An addition the issue of whether the intended appeal will be rendered nugatory is critical as was held in the case of Hassan Guyo Wakalo v Straman East Africa Ltd  eKLR as follows:
“In addition, the Applicant must prove that if the orders sought are not granted and his Appeal eventually succeeds, then the same shall have been rendered nugatory. These twin principles go hand in hand and failure to prove one dislodges the other.”
f. The Plaintiff has at paragraph 8 of his supporting affidavit indicated that he has invested in the development of the suit land and the aforesaid developments will go to waste once the Interested Party gains entry to the suit land.
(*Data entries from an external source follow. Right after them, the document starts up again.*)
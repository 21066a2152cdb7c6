//! `suit-ingress` - Gated suit ingress procedure guidance

use clap::Parser;

use suit_ingress::cli::args::Cli;
use suit_ingress::cli::commands;
use suit_ingress::error::ExitCode;
use suit_ingress::observability::init_logging;

// The engine and telemetry store are single-threaded.
#[tokio::main(flavor = "current_thread")]
async fn main() {
    let cli = Cli::parse();

    if !cli.quiet {
        init_logging(cli.log_format.into(), cli.verbose, cli.color);
    }

    match commands::dispatch(cli).await {
        Ok(()) => std::process::exit(ExitCode::SUCCESS),
        Err(e) => {
            eprintln!("error: {e}");
            std::process::exit(e.exit_code());
        }
    }
}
The Interested Party has countered that through paragraphs 6 and 7 of the replying affidavit, stating that he is in occupation of the suit land and the plaintiff will not suffer any loss as the judgement directed the defendant to refund him Kshs.1,900,000 plus interests at courts rate. That the fact that some loss may occur does not suffice for an order of stay pending appeal to issue. The loss must be substantial and the plaintiff herein, as the applicant, has the duty to establish it before the court. In the case of James Wangalwa &Another V Agnes Naliaka Cheseto  eKLR the court pronounced itself as follows;
“No doubt, in law, the fact the process of execution has been put in motion, or is likely to be put in motion, by itself, does not amount to substantial loss. Even when execution has been levied and completed, that is to say, the attached properties have been sold, as is the case here, does not in itself amount to substantial loss under Order 42 Rule 6 of CPR. This is because execution is a lawful process. The applicant must establish other factors which show that the execution will create a state of affairs that will irreparably affect or negate the very essential core of the applicant as the successful party on appeal ... the issue of substantial loss is the cornerstone of both jurisdictions. Substantial loss is what has to be prevented by preserving the status quo because such loss would render the appeal nugatory.”
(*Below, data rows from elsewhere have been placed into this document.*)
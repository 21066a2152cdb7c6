//! Step library listing
//!
//! Prints every phase and step of the ingress procedure, marking which steps
//! wait on telemetry and which panel controls they flag.

use serde::Serialize;

use crate::cli::args::{OutputFormat, StepsArgs};
use crate::error::IngressError;
use crate::procedure::{ProcedureLibrary, StepId};

#[derive(Debug, Serialize)]
struct PhaseView<'a> {
    phase: usize,
    title: &'a str,
    steps: Vec<StepView<'a>>,
}

#[derive(Debug, Serialize)]
struct StepView<'a> {
    id: StepId,
    instruction: &'a str,
    gated: bool,
    indicators: Vec<&'static str>,
}

fn views(library: &ProcedureLibrary) -> Vec<PhaseView<'_>> {
    library
        .phases()
        .iter()
        .enumerate()
        .map(|(p, phase)| PhaseView {
            phase: p + 1,
            title: phase.title(),
            steps: phase
                .steps()
                .iter()
                .enumerate()
                .map(|(s, step)| StepView {
                    id: StepId::new(p + 1, s + 1),
                    instruction: step.instruction(),
                    gated: !step.gate().is_trivial(),
                    indicators: step.indicators().iter().map(|i| i.control.name()).collect(),
                })
                .collect(),
        })
        .collect()
}

/// Renders the library as indented human-readable text.
#[must_use]
pub fn render_human(library: &ProcedureLibrary) -> String {
    let mut out = String::new();
    for phase in views(library) {
        out.push_str(&format!("Phase {}: {}\n", phase.phase, phase.title));
        for step in phase.steps {
            let gate = if step.gated { "gated" } else { "immediate" };
            out.push_str(&format!("  {}  {} [{gate}]", step.id, step.instruction));
            if !step.indicators.is_empty() {
                out.push_str(&format!(" ({})", step.indicators.join(", ")));
            }
            out.push('\n');
        }
    }
    out
}

/// Print the step library.
///
/// # Errors
///
/// Returns `IngressError::Json` if JSON serialization fails.
pub fn run(args: &StepsArgs) -> Result<(), IngressError> {
    let library = ProcedureLibrary::ingress(args.eva);
    match args.format {
        OutputFormat::Human => print!("{}", render_human(&library)),
        OutputFormat::Json => {
            println!("{}", serde_json::to_string_pretty(&views(&library))?);
        }
    }
    Ok(())
}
That while the plaintiff has through the submissions alleged he was in possession of the suit land, he had at paragraphs 8 of the supporting affidavit stated that the Interested Party had entered onto the land. That was confirmed by the Interested Party through paragraph 7 of the replying affidavit when he stated that “ .. I am currently in occupation of the suit subject matter ..” . That from the available evidence, the Plaintiff has failed to show that he is the one in occupation as the suit land.
g. That from the foregoing, the court finds the Plaintiff has failed to establish the nature of the substantial loss that he is likely to suffer unless the stay order is issued. He has also failed to offer seasonable explanation for the delay in filing the application. That even if the plaintiff has at ground (e) expressed his readiness to abide by any reasonable conditions as may be imposed, the court finds he has failed to meet the threshold or the requirements of Order 42 Rule 6 of the Civil Procedure Rules, to be deserving of the prayer sought.
h. That the Plaintiff having failed to succeed in his application should under section 27 of the Civil Procedure Act chapter 21 of the Laws of Kenya, pay the Interested Party costs of the notice of motion.
6. That flowing from above the Plaintiff’s notice of motion dated the 24th March 2021 is without merit and is dismissed with costs to the Interested Party.
It is so ordered.
DATED AND VIRTUALLY DELIVERED THIS ……16th …... DAY OF MARCH 2022.
IN THE VIRTUAL PRESENCE OF;
DEFENDANT: …………………………………………………….... Absent
INTERESTED PARTY: ………………………………………………
COUNSEL: ………Ms. Chege for Interested Party…………………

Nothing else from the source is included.